◆ **Task requirements**:
Locate, in the data below, the line that contains "pub struct Envelope" and the line that contains "Read-only circuit snapshot"; reproduce exactly those two lines and every line between them, nothing more.

◆ **Information supplied**:
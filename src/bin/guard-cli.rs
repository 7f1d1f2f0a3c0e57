use clap::{Parser, Subcommand};
use reqwest::header::{HeaderMap, HeaderValue, AUTHORIZATION};
use serde_json::Value;

#[derive(Parser)]
#[command(name = "guard-cli")]
#[command(about = "Query a running dependency guard", long_about = None)]
struct Cli {
    #[arg(short, long, default_value = "http://localhost:8081")]
    url: String,

    /// Bearer token for the dependency endpoints.
    #[arg(short, long, env = "GUARD_API_KEY")]
    key: Option<String>,

    #[command(subcommand)]
    command: Commands,
}

#[derive(Subcommand)]
enum Commands {
    /// Overall status and version
    Status,
    /// Circuit state of every dependency
    Dependencies,
    /// Circuit state of one dependency
    Dependency {
        /// Dependency identity, e.g. "postgres-auth"
        identity: String,
    },
}

#[tokio::main]
async fn main() -> Result<(), Box<dyn std::error::Error>> {
    let cli = Cli::parse();
    let client = reqwest::Client::new();

    let mut headers = HeaderMap::new();
    if let Some(key) = &cli.key {
        headers.insert(AUTHORIZATION, HeaderValue::from_str(&format!("Bearer {key}"))?);
    }

    let base = cli.url.trim_end_matches('/');
    let path = match &cli.command {
        Commands::Status => "/health".to_string(),
        Commands::Dependencies => "/health/dependencies".to_string(),
        Commands::Dependency { identity } => format!("/health/dependencies/{identity}"),
    };

    let res = client
        .get(format!("{base}{path}"))
        .headers(headers)
        .send()
        .await?;
    print_response(res).await
}

async fn print_response(res: reqwest::Response) -> Result<(), Box<dyn std::error::Error>> {
    let status = res.status();
    if !status.is_success() {
        eprintln!("Error: status endpoint returned {}", status);
        if let Ok(text) = res.text().await {
            if !text.is_empty() {
                eprintln!("Response: {}", text);
            }
        }
        std::process::exit(1);
    }

    let json: Value = res.json().await?;
    println!("{}", serde_json::to_string_pretty(&json)?);
    Ok(())
}
//! Configuration loading from disk.

use std::fs;
use std::path::Path;
use thiserror::Error;

use crate::config::schema::GuardConfig;
use crate::config::validation::{validate_config, ValidationError};

/// Error type for configuration loading.
#[derive(Debug, Error)]
pub enum ConfigError {
    #[error("IO error: {0}")]
    Io(#[from] std::io::Error),

    #[error("Parse error: {0}")]
    Parse(#[from] toml::de::Error),

    #[error("Validation failed: {}", join_errors(.0))]
    Validation(Vec<ValidationError>),
}

fn join_errors(errors: &[ValidationError]) -> String {
    errors
        .iter()
        .map(ToString::to_string)
        .collect::<Vec<_>>()
        .join(", ")
}

/// Parse and validate configuration from TOML text.
pub fn parse_config(content: &str) -> Result<GuardConfig, ConfigError> {
    let mut config: GuardConfig = toml::from_str(content)?;
    config.fill_builtin_classes();

    validate_config(&config).map_err(ConfigError::Validation)?;

    Ok(config)
}

/// Load and validate configuration from a TOML file.
pub fn load_config(path: &Path) -> Result<GuardConfig, ConfigError> {
    let content = fs::read_to_string(path)?;
    parse_config(&content)
}
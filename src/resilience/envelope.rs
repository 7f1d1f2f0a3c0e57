//! The resilience envelope.
//!
//! Every outbound call (database, cache, external HTTP API) runs through
//! `Envelope::execute`, which applies the circuit check, the per-attempt
//! timeout, and retry with backoff, then returns the value or a
//! `FailureKind`.
//!
//! # Data Flow
//! ```text
//! execute(identity, policy, operation)
//!     → registry.rs   (find circuit, admit or reject)
//!     → timeouts.rs   (run attempt under deadline / cancellation)
//!     → retries.rs    (classify failure)
//!     → backoff.rs    (delay before next attempt)
//!     → registry.rs   (record outcome, maybe trip the circuit)
//! ```

use std::future::Future;
use std::sync::Arc;
use tokio_util::sync::CancellationToken;

use crate::observability::metrics;
use crate::resilience::backoff::calculate_backoff;
use crate::resilience::circuit_breaker::{CircuitSnapshot, CircuitStatus};
use crate::resilience::error::FailureKind;
use crate::resilience::policy::CallPolicy;
use crate::resilience::registry::CircuitRegistry;
use crate::resilience::retries::Retryable;
use crate::resilience::timeouts::{pause, run_attempt, AttemptResult, AttemptStatus, CallAttempt};

/// Execution wrapper shared by all dependency call sites of a service.
#[derive(Debug, Clone)]
pub struct Envelope {
    registry: Arc<CircuitRegistry>,
}

impl Envelope {
    pub fn new(registry: Arc<CircuitRegistry>) -> Self {
        Self { registry }
    }

    pub fn registry(&self) -> &Arc<CircuitRegistry> {
        &self.registry
    }

    /// Read-only circuit snapshot for `identity`.
    pub fn status(&self, identity: &str) -> Option<CircuitSnapshot> {
        self.registry.status(identity)
    }

    /// Run `operation` against the circuit `identity` under `policy`.
    ///
    /// The operation may be invoked up to `policy.max_attempts()` times and
    /// must be safe to repeat.
    pub async fn execute<T, E, F, Fut>(
        &self,
        identity: &str,
        policy: &CallPolicy,
        operation: F,
    ) -> Result<T, FailureKind<E>>
    where
        F: FnMut() -> Fut,
        Fut: Future<Output = Result<T, E>>,
        E: Retryable,
    {
        self.execute_with_cancel(identity, policy, &CancellationToken::new(), operation)
            .await
    }

    /// Like `execute`, aborting with `FailureKind::Cancelled` as soon as
    /// `cancel` fires, whether an attempt or a backoff sleep is pending.
    pub async fn execute_with_cancel<T, E, F, Fut>(
        &self,
        identity: &str,
        policy: &CallPolicy,
        cancel: &CancellationToken,
        mut operation: F,
    ) -> Result<T, FailureKind<E>>
    where
        F: FnMut() -> Fut,
        Fut: Future<Output = Result<T, E>>,
        E: Retryable,
    {
        let result = self.run(identity, policy, cancel, &mut operation).await;
        let outcome = match &result {
            Ok(_) => "success",
            Err(failure) => failure.label(),
        };
        metrics::record_call(identity, outcome);
        result
    }

    async fn run<T, E, F, Fut>(
        &self,
        identity: &str,
        policy: &CallPolicy,
        cancel: &CancellationToken,
        operation: &mut F,
    ) -> Result<T, FailureKind<E>>
    where
        F: FnMut() -> Fut,
        Fut: Future<Output = Result<T, E>>,
        E: Retryable,
    {
        if cancel.is_cancelled() {
            return Err(FailureKind::Cancelled { identity: identity.to_string() });
        }

        let circuit = self.registry.circuit(identity);
        let Some(mut permit) = circuit.try_acquire(policy) else {
            return Err(FailureKind::CircuitOpen { identity: identity.to_string() });
        };

        let mut attempt = 1;
        loop {
            let mut record = CallAttempt::start(attempt);
            metrics::record_attempt(identity);

            let last_error = match run_attempt(operation(), policy.timeout(), cancel).await {
                AttemptResult::Completed(Ok(value)) => {
                    permit.succeed();
                    return Ok(value);
                }
                AttemptResult::Cancelled => {
                    return Err(FailureKind::Cancelled { identity: identity.to_string() });
                }
                AttemptResult::Completed(Err(source)) if !source.is_retryable() => {
                    return Err(FailureKind::NonRetryable {
                        identity: identity.to_string(),
                        source,
                    });
                }
                AttemptResult::Completed(Err(source)) => {
                    record.status = AttemptStatus::Failure;
                    Some(source)
                }
                AttemptResult::TimedOut => {
                    record.status = AttemptStatus::Timeout;
                    None
                }
            };

            tracing::debug!(
                circuit = %identity,
                attempt = record.attempt_number,
                status = ?record.status,
                elapsed_ms = record.elapsed().as_millis() as u64,
                probe = permit.is_probe(),
                "Attempt failed"
            );

            let status = permit.fail();
            if permit.is_probe() {
                if status == CircuitStatus::Closed {
                    // A sibling probe closed the circuit while this one ran.
                    return Err(final_failure(identity, policy, attempt, last_error));
                }
                return Err(FailureKind::CircuitOpen { identity: identity.to_string() });
            }

            if status == CircuitStatus::Closed && attempt <= policy.max_retries() {
                let delay = calculate_backoff(policy, attempt);
                tracing::debug!(circuit = %identity, attempt, delay = ?delay, "Retrying after backoff");
                if !pause(delay, cancel).await {
                    return Err(FailureKind::Cancelled { identity: identity.to_string() });
                }
                attempt += 1;
                continue;
            }

            permit.exhaust(policy);
            return Err(final_failure(identity, policy, attempt, last_error));
        }
    }
}

/// `DependencyFailure` carrying the last error, or `Timeout` when the last
/// attempt timed out.
fn final_failure<E>(
    identity: &str,
    policy: &CallPolicy,
    attempts: u32,
    last_error: Option<E>,
) -> FailureKind<E> {
    match last_error {
        Some(source) => FailureKind::DependencyFailure {
            identity: identity.to_string(),
            attempts,
            source,
        },
        None => FailureKind::Timeout {
            identity: identity.to_string(),
            timeout: policy.timeout(),
            attempts,
        },
    }
}

impl Default for Envelope {
    fn default() -> Self {
        Self::new(Arc::new(CircuitRegistry::default()))
    }
}
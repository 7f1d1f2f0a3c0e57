use axum::{
    extract::{Path, State},
    http::StatusCode,
    Json,
};
use serde::Serialize;

use crate::admin::AdminState;
use crate::health::report::{self, DependencyHealth, HealthReport};

#[derive(Serialize)]
pub struct SystemStatus {
    pub version: &'static str,
    pub status: String,
}

pub async fn get_status(State(state): State<AdminState>) -> Json<SystemStatus> {
    let report = HealthReport::collect(&state.guard);
    Json(SystemStatus {
        version: env!("CARGO_PKG_VERSION"),
        status: report.status,
    })
}

pub async fn get_dependencies(State(state): State<AdminState>) -> Json<HealthReport> {
    Json(HealthReport::collect(&state.guard))
}

pub async fn get_dependency(
    State(state): State<AdminState>,
    Path(identity): Path<String>,
) -> Result<Json<DependencyHealth>, StatusCode> {
    report::dependency(&state.guard, &identity)
        .map(Json)
        .ok_or(StatusCode::NOT_FOUND)
}

#[cfg(test)]
mod tests {
    use super::*;
    use crate::admin::setup_admin_router;
    use crate::dependencies::DependencyGuard;
    use crate::config::schema::{DependencyConfig, GuardConfig};
    use axum::body::Body;
    use axum::http::Request;
    use tower::ServiceExt;

    fn state(api_key: Option<&str>) -> AdminState {
        let mut config = GuardConfig::default();
        config.dependencies.push(DependencyConfig {
            identity: "postgres-auth".into(),
            class: "database".into(),
            probe_url: None,
        });
        let guard = DependencyGuard::from_config(&config).unwrap();
        AdminState::new(guard, api_key.map(str::to_string))
    }

    async fn get(state: AdminState, uri: &str, token: Option<&str>) -> (StatusCode, String) {
        let mut builder = Request::builder().uri(uri);
        if let Some(token) = token {
            builder = builder.header("Authorization", format!("Bearer {token}"));
        }
        let response = setup_admin_router(state)
            .oneshot(builder.body(Body::empty()).unwrap())
            .await
            .unwrap();
        let status = response.status();
        let bytes = axum::body::to_bytes(response.into_body(), usize::MAX).await.unwrap();
        (status, String::from_utf8(bytes.to_vec()).unwrap())
    }

    #[tokio::test]
    async fn test_status_is_public() {
        let (status, body) = get(state(Some("secret")), "/health", None).await;
        assert_eq!(status, StatusCode::OK);
        assert!(body.contains("\"status\":\"healthy\""));
    }

    #[tokio::test]
    async fn test_dependencies_require_key() {
        let (status, _) = get(state(Some("secret")), "/health/dependencies", None).await;
        assert_eq!(status, StatusCode::UNAUTHORIZED);

        let (status, _) = get(state(Some("secret")), "/health/dependencies", Some("wrong")).await;
        assert_eq!(status, StatusCode::UNAUTHORIZED);

        let (status, body) =
            get(state(Some("secret")), "/health/dependencies", Some("secret")).await;
        assert_eq!(status, StatusCode::OK);
        let report: HealthReport = serde_json::from_str(&body).unwrap();
        assert_eq!(report.dependencies.len(), 1);
    }

    #[tokio::test]
    async fn test_single_dependency_lookup() {
        let (status, body) = get(state(None), "/health/dependencies/postgres-auth", None).await;
        assert_eq!(status, StatusCode::OK);
        let entry: DependencyHealth = serde_json::from_str(&body).unwrap();
        assert_eq!(entry.identity, "postgres-auth");
        assert_eq!(entry.class.as_deref(), Some("database"));

        let (status, _) = get(state(None), "/health/dependencies/nope", None).await;
        assert_eq!(status, StatusCode::NOT_FOUND);
    }
}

◆ **Solution for this exercise**:
pub struct Envelope {
    registry: Arc<CircuitRegistry>,
}

impl Envelope {
    pub fn new(registry: Arc<CircuitRegistry>) -> Self {
        Self { registry }
    }

    pub fn registry(&self) -> &Arc<CircuitRegistry> {
        &self.registry
    }

    /// Read-only circuit snapshot for `identity`.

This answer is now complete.